İstanbul Bağımsız Milletvekili Avukat İsa Mesih Şahin, 16 Nisan 2017 tarihinde yapılan Anayasa Değişikliği Halk Oylamasında mühürsüz oy kullanıldı iddialarla ilgili önemli açıklamalarda bulundu.
Milletvekili Şahin şunları söyledi: “Mühürsüz oylar tartışmasına dair görüşlerim :
Son günlerde, 16/04/2017 tarihli Anayasa Değişikliği Halk Oylamasında kullanılan mühürsüz oyların geçerli sayılmasına yapılan itirazların yeniden tartışılmaya başlandığını ve Halk Oylamasının iptali ile ilgili bazı davalar açıldığını görmekteyiz.
En sonda söyleyeceğimi en başta ifade edeyim; “ASLOLAN SEÇMEN İRADESİDİR! Sandık kurulunun hatasıyla seçmen iradesi yok sayılamaz.”
Tartışılan mesele nedir?
16 Nisan 2017 tarihli Anayasa Değişikliği Halk Oylamasında; bazı sandık kurullarının oy zarfları ve oy pusulalarına mühür vurmaması nedeniyle, “mühürsüz oyların geçersiz sayılması gerektiği, dolayısıyla Anayasa Değişikliği Halk Oylamasının iptalinin gerektiği” iddiası tartışma konusudur.
Öncelikle 16 Nisan 2017’de YSK’da yaşanan önemli olaya bakalım :
Oylama günü Ak Parti YSK Temsilcisi Recep Özel tarafından; “16/04/2017 günü yapılmakta olan halkoylamasında bazı sandıklarda oy pusulalarının veya oy zarflarının ilçe seçim kurulu ve sandık kurulu mührü ile mühürlenmediği, bu yanlışta kusuru olmayan seçmenin iradesinin tam olarak sandığa yansıması için söz konusu oy pusulalarının ve zarfların geçerli olması” yönünde karar verilmesine ilişkin YSK’ya dilekçe sunulmuştur. YSK tarafından bu başvuru, 16/04/2017 tarihli 560 sayılı karar ile kabul edilmiştir.
Buradaki en önemli ayrıntı; bu karar, 11 üyeden oluşan YSK tarafından (CHP Temsilcisinin de hazır bulunduğu toplantıda) henüz hiçbir sandık sonucu Kurula ulaşmadan alınmıştır. Henüz sandık sonuçları bilinmeden alınan bu karar tarafsızlık ilkesine uygun objektif bir karardır. (Zira halkoylaması sonucunda anayasa değişikliği kabul edilmeyebilirdi de.)

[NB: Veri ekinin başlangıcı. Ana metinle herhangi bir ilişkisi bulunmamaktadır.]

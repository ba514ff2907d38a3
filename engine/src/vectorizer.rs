//! Bag-of-words vectorization of catalog tag text.

use crate::catalog::Catalog;
use crate::error::{EngineError, Result};
use crate::tokenizer::{default_stop_words, tokenize};
use crate::TermId;
use std::collections::{BTreeMap, HashMap, HashSet};

pub const DEFAULT_MAX_VOCABULARY_SIZE: usize = 5000;

/// Tokenization policy for [`build`].
#[derive(Debug, Clone)]
pub struct VectorizerConfig {
    pub max_vocabulary_size: usize,
    pub stop_words: HashSet<String>,
}

impl Default for VectorizerConfig {
    fn default() -> Self {
        Self { max_vocabulary_size: DEFAULT_MAX_VOCABULARY_SIZE, stop_words: default_stop_words() }
    }
}

/// Token to column mapping, closed over the catalog it was built from.
#[derive(Debug, Clone, Default)]
pub struct Vocabulary {
    terms: Vec<String>,
    index: HashMap<String, TermId>,
    stop_words: HashSet<String>,
}

impl Vocabulary {
    pub fn len(&self) -> usize { self.terms.len() }
    pub fn is_empty(&self) -> bool { self.terms.is_empty() }
    pub fn get(&self, token: &str) -> Option<TermId> { self.index.get(token).copied() }
    pub fn term(&self, id: TermId) -> Option<&str> { self.terms.get(id as usize).map(String::as_str) }

    /// Tokens in column order.
    pub fn terms(&self) -> impl Iterator<Item = (TermId, &str)> {
        self.terms.iter().enumerate().map(|(i, t)| (i as TermId, t.as_str()))
    }

    /// Count vector for arbitrary text. Tokens outside the vocabulary are ignored.
    pub fn vectorize(&self, text: &str) -> CountVector {
        let mut counts: BTreeMap<TermId, u32> = BTreeMap::new();
        for token in tokenize(text, &self.stop_words) {
            if let Some(tid) = self.get(&token) {
                *counts.entry(tid).or_insert(0) += 1;
            }
        }
        CountVector::from_counts(counts)
    }
}

/// Sparse, non-negative count vector with its L2 norm precomputed.
#[derive(Debug, Clone, Default, PartialEq)]
pub struct CountVector {
    /// (column, count) sorted by column; counts are never zero.
    entries: Vec<(TermId, u32)>,
    norm: f64,
}

impl CountVector {
    fn from_counts(counts: BTreeMap<TermId, u32>) -> Self {
        let entries: Vec<(TermId, u32)> = counts.into_iter().filter(|(_, c)| *c > 0).collect();
        let norm = entries.iter().map(|(_, c)| (*c as f64) * (*c as f64)).sum::<f64>().sqrt();
        Self { entries, norm }
    }

    pub fn entries(&self) -> &[(TermId, u32)] { &self.entries }
    pub fn norm(&self) -> f64 { self.norm }
    pub fn is_zero(&self) -> bool { self.entries.is_empty() }

    pub fn count(&self, column: TermId) -> u32 {
        self.entries
            .binary_search_by_key(&column, |(c, _)| *c)
            .map(|i| self.entries[i].1)
            .unwrap_or(0)
    }

    pub fn to_dense(&self, columns: usize) -> Vec<u32> {
        let mut out = vec![0u32; columns];
        for (c, n) in &self.entries {
            out[*c as usize] = *n;
        }
        out
    }
}

/// One count vector per catalog row, aligned with catalog order.
#[derive(Debug, Clone, Default)]
pub struct VectorMatrix {
    columns: usize,
    rows: Vec<CountVector>,
}

impl VectorMatrix {
    pub fn rows(&self) -> usize { self.rows.len() }
    pub fn columns(&self) -> usize { self.columns }
    pub fn row(&self, row: usize) -> Option<&CountVector> { self.rows.get(row) }
    pub fn iter(&self) -> impl Iterator<Item = &CountVector> { self.rows.iter() }

    /// The fixed-length vector for `row`.
    pub fn dense_row(&self, row: usize) -> Option<Vec<u32>> {
        self.rows.get(row).map(|r| r.to_dense(self.columns))
    }
}

/// Build the vocabulary and the count matrix for a catalog.
///
/// The vocabulary holds the `max_vocabulary_size` tokens with the highest
/// total count across the corpus, ties going to the token seen first.
/// Column indices follow first-encounter order among the selected tokens.
pub fn build(catalog: &Catalog, config: &VectorizerConfig) -> Result<(Vocabulary, VectorMatrix)> {
    if catalog.is_empty() {
        return Err(EngineError::EmptyCatalog);
    }

    let docs: Vec<Vec<String>> = catalog
        .entries()
        .iter()
        .map(|e| tokenize(&e.tag_text(), &config.stop_words))
        .collect();

    // Corpus frequencies, remembering first-encounter order
    let mut seen_order: Vec<&str> = Vec::new();
    let mut freq: HashMap<&str, u64> = HashMap::new();
    for token in docs.iter().flatten() {
        let n = freq.entry(token.as_str()).or_insert_with(|| {
            seen_order.push(token.as_str());
            0
        });
        *n += 1;
    }

    let mut ranked = seen_order.clone();
    // stable: equal counts keep first-encounter order
    ranked.sort_by(|a, b| freq[b].cmp(&freq[a]));
    ranked.truncate(config.max_vocabulary_size);
    let selected: HashSet<&str> = ranked.into_iter().collect();

    let mut vocabulary = Vocabulary { stop_words: config.stop_words.clone(), ..Default::default() };
    for token in seen_order.into_iter().filter(|t| selected.contains(t)) {
        let id = vocabulary.terms.len() as TermId;
        vocabulary.index.insert(token.to_string(), id);
        vocabulary.terms.push(token.to_string());
    }

    let rows = docs
        .iter()
        .map(|tokens| {
            let mut counts: BTreeMap<TermId, u32> = BTreeMap::new();
            for token in tokens {
                if let Some(tid) = vocabulary.get(token) {
                    *counts.entry(tid).or_insert(0) += 1;
                }
            }
            CountVector::from_counts(counts)
        })
        .collect();

    let matrix = VectorMatrix { columns: vocabulary.len(), rows };
    tracing::debug!(terms = vocabulary.len(), rows = matrix.rows(), "vectorized catalog");
    Ok((vocabulary, matrix))
}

CHP Genel Merkezi tarafından halkoylaması sonrasında 18/04/2017 tarihinde YSK’ya itiraz dilekçesi sunularak, “mühürsüz oylar ve başka gerekçelerle Anayasa Değişikliği Halk Oylamasının tam kanunsuzluk nedeni ile iptali” talep edilmiştir. YSK tarafından bu itiraz reddedilmiştir.
YSK’nın “sandık kurulunun hatasıyla seçmen iradesinin yok sayılamayacağına” ilişkin kararı önceki dönemlerdeki içtihatlarıyla da uyumlu olan hukuka uygun bir karardır.
Çünkü; “söz konusu oy pusulaları ve oy zarflarıyla ilgili bir sahtecilik iddiası ya da bunların dışarıdan usulsüz olarak temin edildiği” gibi bir iddia söz konusu değildir.
Söz konusu oy zarfları ve oy pusulaları üzerinde YSK filigranı(işareti) vardır. Mesele, sandık kurullarının açık bir hatayla sandık başında gerekli mühürleri vurmamasından kaynaklanmaktadır.
Peki sandık kurulunun açık hatasıyla seçmen iradesi yok sayılabilir mi, seçmenin anayasal hakkı olan oy kullanma hakkı elinden alınabilir mi?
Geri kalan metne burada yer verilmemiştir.